関東国際高校の新しい教育プログラムに期待
「人は食べなければ生きてはいけない」「あなたの身体は、あなたが食べたものからできている」こんなことを忘れてしまった人が多くなってしまった現代、「大根の種子はどこにできるの?」「里芋はどんなふうにできるの?」という問いに自信をもって答えられる人はどれくらいいるでしょうか。これは、子どもに限ったことではありません。大人だって、学校の先生だって「???」と頭を抱えてしまう場合があるのが現実です。
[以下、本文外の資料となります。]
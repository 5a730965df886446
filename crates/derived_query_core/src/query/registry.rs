//! Registration-time registry of derived queries.
//!
//! # Responsibility
//! - Compile each declared repository method exactly once.
//! - Keep one method's failure from affecting other registrations.
//!
//! # Invariants
//! - Method names are unique within one registry.
//! - Stored queries are never recompiled or mutated.

use crate::query::compiler::DerivedQueryCompiler;
use crate::query::error::CompileError;
use crate::query::runner::{DerivedQuery, QueryMethod};
use crate::sql::generator::EntitySqlGenerator;
use log::error;
use std::collections::BTreeMap;
use std::error::Error;
use std::fmt::{Display, Formatter};

/// In-process registry keyed by method name.
pub struct DerivedQueryRegistry<'ctx, G> {
    compiler: DerivedQueryCompiler<'ctx, G>,
    entries: BTreeMap<String, DerivedQuery>,
}

impl<'ctx, G: EntitySqlGenerator> DerivedQueryRegistry<'ctx, G> {
    pub fn new(compiler: DerivedQueryCompiler<'ctx, G>) -> Self {
        Self {
            compiler,
            entries: BTreeMap::new(),
        }
    }

    /// Compiles and stores one method.
    pub fn register(&mut self, method: &QueryMethod) -> Result<&DerivedQuery, RegistryError> {
        if self.entries.contains_key(method.name.as_str()) {
            return Err(RegistryError::DuplicateMethod(method.name.clone()));
        }

        let compiled = self
            .compiler
            .compile(&method.domain_type, &method.name)
            .map_err(RegistryError::Compile)?;

        let query = DerivedQuery::new(compiled, method.result_shape);
        Ok(self.entries.entry(method.name.clone()).or_insert(query))
    }

    /// Registers every method, returning one result per method in input order.
    ///
    /// Failed methods are logged and skipped; successful ones stay registered.
    pub fn register_all<'m>(
        &mut self,
        methods: &'m [QueryMethod],
    ) -> Vec<(&'m str, Result<(), RegistryError>)> {
        methods
            .iter()
            .map(|method| {
                let result = self.register(method).map(|_| ());
                if let Err(err) = &result {
                    error!(
                        "event=query_register module=query status=error method={} error={}",
                        method.name, err
                    );
                }
                (method.name.as_str(), result)
            })
            .collect()
    }

    pub fn get(&self, method: &str) -> Option<&DerivedQuery> {
        self.entries.get(method)
    }

    pub fn method_names(&self) -> impl Iterator<Item = &str> {
        self.entries.keys().map(String::as_str)
    }

    pub fn len(&self) -> usize {
        self.entries.len()
    }

    pub fn is_empty(&self) -> bool {
        self.entries.is_empty()
    }
}

/// Method registration errors.
#[derive(Debug, Clone, PartialEq, Eq)]
pub enum RegistryError {
    Compile(CompileError),
    DuplicateMethod(String),
}

impl Display for RegistryError {
    fn fmt(&self, f: &mut Formatter<'_>) -> std::fmt::Result {
        match self {
            Self::Compile(err) => write!(f, "{err}"),
            Self::DuplicateMethod(name) => write!(f, "query method already registered: {name}"),
        }
    }
}

impl Error for RegistryError {
    fn source(&self) -> Option<&(dyn Error + 'static)> {
        match self {
            Self::Compile(err) => Some(err),
            Self::DuplicateMethod(_) => None,
        }
    }
}

#[cfg(test)]
mod tests {
    use super::{DerivedQueryRegistry, RegistryError};
    use crate::model::mapping::{EntityType, MappingContext, ScalarType};
    use crate::query::compiler::DerivedQueryCompiler;
    use crate::query::runner::QueryMethod;
    use crate::sql::generator::DefaultSqlGenerator;

    fn mapping() -> MappingContext {
        MappingContext::from_entities(vec![EntityType::new("Person", "personId")
            .with_property("personId", ScalarType::Integer)
            .with_property("firstName", ScalarType::Text)])
        .expect("valid mapping")
    }

    #[test]
    fn rejects_duplicate_method_name() {
        let context = mapping();
        let mut registry = DerivedQueryRegistry::new(DerivedQueryCompiler::new(
            &context,
            DefaultSqlGenerator::new(&context),
        ));
        let method = QueryMethod::collection("findByFirstName", "Person");
        registry.register(&method).expect("first registration");
        let err = registry.register(&method).expect_err("duplicate");
        assert!(matches!(err, RegistryError::DuplicateMethod(_)));
        assert_eq!(registry.len(), 1);
    }

    #[test]
    fn failed_method_does_not_block_others() {
        let context = mapping();
        let mut registry = DerivedQueryRegistry::new(DerivedQueryCompiler::new(
            &context,
            DefaultSqlGenerator::new(&context),
        ));
        let methods = vec![
            QueryMethod::collection("deleteByFirstName", "Person"),
            QueryMethod::single("findByFirstName", "Person"),
        ];

        let results = registry.register_all(&methods);

        assert!(matches!(results[0], ("deleteByFirstName", Err(RegistryError::Compile(_)))));
        assert!(matches!(results[1], ("findByFirstName", Ok(()))));
        assert_eq!(registry.method_names().collect::<Vec<_>>(), vec!["findByFirstName"]);
    }
}
use derived_query_core::{
    DefaultSqlGenerator, DerivedQueryCompiler, DerivedQueryRegistry, EntityType, ExecError,
    MappingContext, PropertyType, QueryMethod, QueryOutcome, ScalarType,
    SqliteStatementExecutor,
};
use rusqlite::types::Value;
use rusqlite::{Connection, Row};

#[derive(Debug, Clone, PartialEq, Eq)]
struct Person {
    id: i64,
    first_name: String,
    last_name: String,
    pet: Option<String>,
}

fn person_mapping() -> MappingContext {
    MappingContext::from_entities(vec![
        EntityType::new("Person", "personId")
            .with_property("personId", ScalarType::Integer)
            .with_property("firstName", ScalarType::Text)
            .with_property("lastName", ScalarType::Text)
            .with_property("animal", PropertyType::entity("Animal")),
        EntityType::new("Animal", "personId")
            .with_property("personId", ScalarType::Integer)
            .with_property("nickName", ScalarType::Text),
    ])
    .unwrap()
}

fn seeded_connection() -> Connection {
    let conn = Connection::open_in_memory().unwrap();
    conn.execute_batch(
        "CREATE TABLE person (
            person_id INTEGER PRIMARY KEY,
            first_name TEXT NOT NULL,
            last_name TEXT NOT NULL
         );
         CREATE TABLE animal (
            person_id INTEGER,
            nick_name TEXT,
            person INTEGER REFERENCES person(person_id)
         );
         INSERT INTO person VALUES (1, 'Franz', 'Lang'), (2, 'Anna', 'Lang'), (3, 'Franz', 'Berg');
         INSERT INTO animal VALUES (1, 'Rex', 1);",
    )
    .unwrap();
    conn
}

fn map_person(row: &Row<'_>) -> rusqlite::Result<Person> {
    Ok(Person {
        id: row.get("person_id")?,
        first_name: row.get("first_name")?,
        last_name: row.get("last_name")?,
        pet: row.get("animal_nick_name")?,
    })
}

fn text(value: &str) -> Value {
    Value::Text(value.to_string())
}

#[test]
fn collection_method_returns_matching_rows_with_child_columns() {
    let context = person_mapping();
    let conn = seeded_connection();
    let executor = SqliteStatementExecutor::new(&conn);
    let mut registry = DerivedQueryRegistry::new(DerivedQueryCompiler::new(
        &context,
        DefaultSqlGenerator::new(&context),
    ));
    let query = registry
        .register(&QueryMethod::collection("findByFirstName", "Person"))
        .unwrap();

    let mut people = query
        .execute(&executor, &[text("Franz")], &map_person)
        .unwrap()
        .into_vec();
    people.sort_by_key(|person| person.id);

    assert_eq!(
        people,
        vec![
            Person {
                id: 1,
                first_name: "Franz".to_string(),
                last_name: "Lang".to_string(),
                pet: Some("Rex".to_string()),
            },
            Person {
                id: 3,
                first_name: "Franz".to_string(),
                last_name: "Berg".to_string(),
                pet: None,
            },
        ]
    );
}

#[test]
fn single_method_returns_one_none_or_non_unique() {
    let context = person_mapping();
    let conn = seeded_connection();
    let executor = SqliteStatementExecutor::new(&conn);
    let mut registry = DerivedQueryRegistry::new(DerivedQueryCompiler::new(
        &context,
        DefaultSqlGenerator::new(&context),
    ));
    registry
        .register(&QueryMethod::single("findByFirstNameAndLastName", "Person"))
        .unwrap();
    registry
        .register(&QueryMethod::single("getByLastName", "Person"))
        .unwrap();

    let by_name = registry.get("findByFirstNameAndLastName").unwrap();
    let found = by_name
        .execute(&executor, &[text("Anna"), text("Lang")], &map_person)
        .unwrap();
    assert!(matches!(found, QueryOutcome::Single(Some(ref person)) if person.id == 2));

    let missing = by_name
        .execute(&executor, &[text("Anna"), text("Berg")], &map_person)
        .unwrap();
    assert_eq!(missing, QueryOutcome::Single(None));

    let err = registry
        .get("getByLastName")
        .unwrap()
        .execute(&executor, &[text("Lang")], &map_person)
        .unwrap_err();
    assert!(matches!(err, ExecError::NonUniqueResult { count: 2, .. }));
}

#[test]
fn count_and_exists_shape_their_outcomes() {
    let context = person_mapping();
    let conn = seeded_connection();
    let executor = SqliteStatementExecutor::new(&conn);
    let compiler = DerivedQueryCompiler::new(&context, DefaultSqlGenerator::new(&context));
    let mut registry = DerivedQueryRegistry::new(compiler);
    let methods = vec![
        QueryMethod::single("countByLastName", "Person"),
        QueryMethod::single("existsByFirstName", "Person"),
    ];
    for (name, result) in registry.register_all(&methods) {
        assert!(result.is_ok(), "{name} should register");
    }

    let count = registry
        .get("countByLastName")
        .unwrap()
        .execute(&executor, &[text("ignored")], &map_person)
        .unwrap();
    assert_eq!(count, QueryOutcome::Count(3));

    let exists = registry.get("existsByFirstName").unwrap();
    assert_eq!(
        exists
            .execute(&executor, &[text("Franz")], &map_person)
            .unwrap(),
        QueryOutcome::Exists(true)
    );
    assert_eq!(
        exists
            .execute(&executor, &[text("Nobody")], &map_person)
            .unwrap(),
        QueryOutcome::Exists(false)
    );
}

#[test]
fn wrong_argument_count_fails_before_touching_the_database() {
    let context = person_mapping();
    let conn = Connection::open_in_memory().unwrap();
    let executor = SqliteStatementExecutor::new(&conn);
    let compiler = DerivedQueryCompiler::new(&context, DefaultSqlGenerator::new(&context));
    let mut registry = DerivedQueryRegistry::new(compiler);
    let query = registry
        .register(&QueryMethod::collection("findByFirstNameAndLastName", "Person"))
        .unwrap();

    let err = query
        .execute(&executor, &[text("Franz")], &map_person)
        .unwrap_err();

    assert!(matches!(
        err,
        ExecError::ArgumentCountMismatch {
            expected: 2,
            actual: 1,
            ..
        }
    ));
}

#[test]
fn compiled_queries_are_shareable_across_threads() {
    fn assert_send_sync<T: Send + Sync>() {}
    assert_send_sync::<derived_query_core::CompiledQuery>();
    assert_send_sync::<derived_query_core::DerivedQuery>();
}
このような状況は、都市化の進行によって生じた弊害の一つであり、農(業)の現場に接する機会を失ったことにより、生きるための基礎となる学びが一杯詰まった体験学習の機会を失ってしまったことにあります。しかし、嘆いてばかりいられません。大きく変貌している社会の中で、持続可能な社会を創出し、グローバル化に対応していける人材を養成していくためには、世の中が変わっても、何時の時代にも、何処の国に行っても変わらない教育、すなわち人が生きるための基礎となる教育、すなわち農が有する豊かさを学ぶことができる教育が今、見直され始めています。
1994年から恵泉女学園大学において教養教育としての生活園芸の教育プログラムを担当してきた経験から、自然共生型の有機園芸には人を育てる大きな力が備わっていることを痛感し、初等教育から高等教育まで全ての教育課程において、自ら土を耕し、タネを播き、命を育み、それを食する菜園教育を展開するべきであると訴え、取り組みやすい菜園教育プログラムを提案してきました。このプログラムについては2007年度に文部科学省の特色ある大学教育支援プログラム(特色GP)に選定されている。関東国際高等学校が重要な教育プログラムとして農園実習や生活園芸実習を積極的に導入されたことを大変うれしく思います。
恵泉女学園大学 澤登 早苗(勝浦ファームアドバイザー)
勝浦研修において農園実習を行う意義
- 自ら食べ物となる作物を育てる体験は人間力を育む、個性を育てる基礎となる
- 有機農業は、循環、共生、多様性を基本としているため、多様な関係性(人と人、人と他の生き物、人以外の生き物同士)に目を向けることが可能となる。田畑でも社会でも多様な命が、違いを認め共生していくことで、バランスが保たれることを実感できる。
- 自然と共生する農業は、人間が生きていくための食料生産のための他の生き物を犠牲にしない農業であること。そこから収穫されたものを食べることで環境を守りながら、自分の健康も維持できることが実感できる。
- ハーブなど省力栽培可能な植物を用いたガーデンをクラス単位で設計・植え付け・管理することで、チーム力を培うとともに、植物が育った姿を想像する力、その場の状況に応じて対応する力が養われる。また、植物は人の助けがなければ育たないのではなく、必要な時に必要な手助けを行うだけで植物は育つこと、そのためには観察力が必要であることを体感できる。
- 「勝浦ファーム」の体験で人間力を育み、個性を育てる。自然と共生する農業体験で自ら収穫した作物を食べることで、環境保持と健康維持の重要さを実感し。また、ハーブ等のガーデンを各科・コース単位で管理することで、社会で必要とされるチーム力を養う。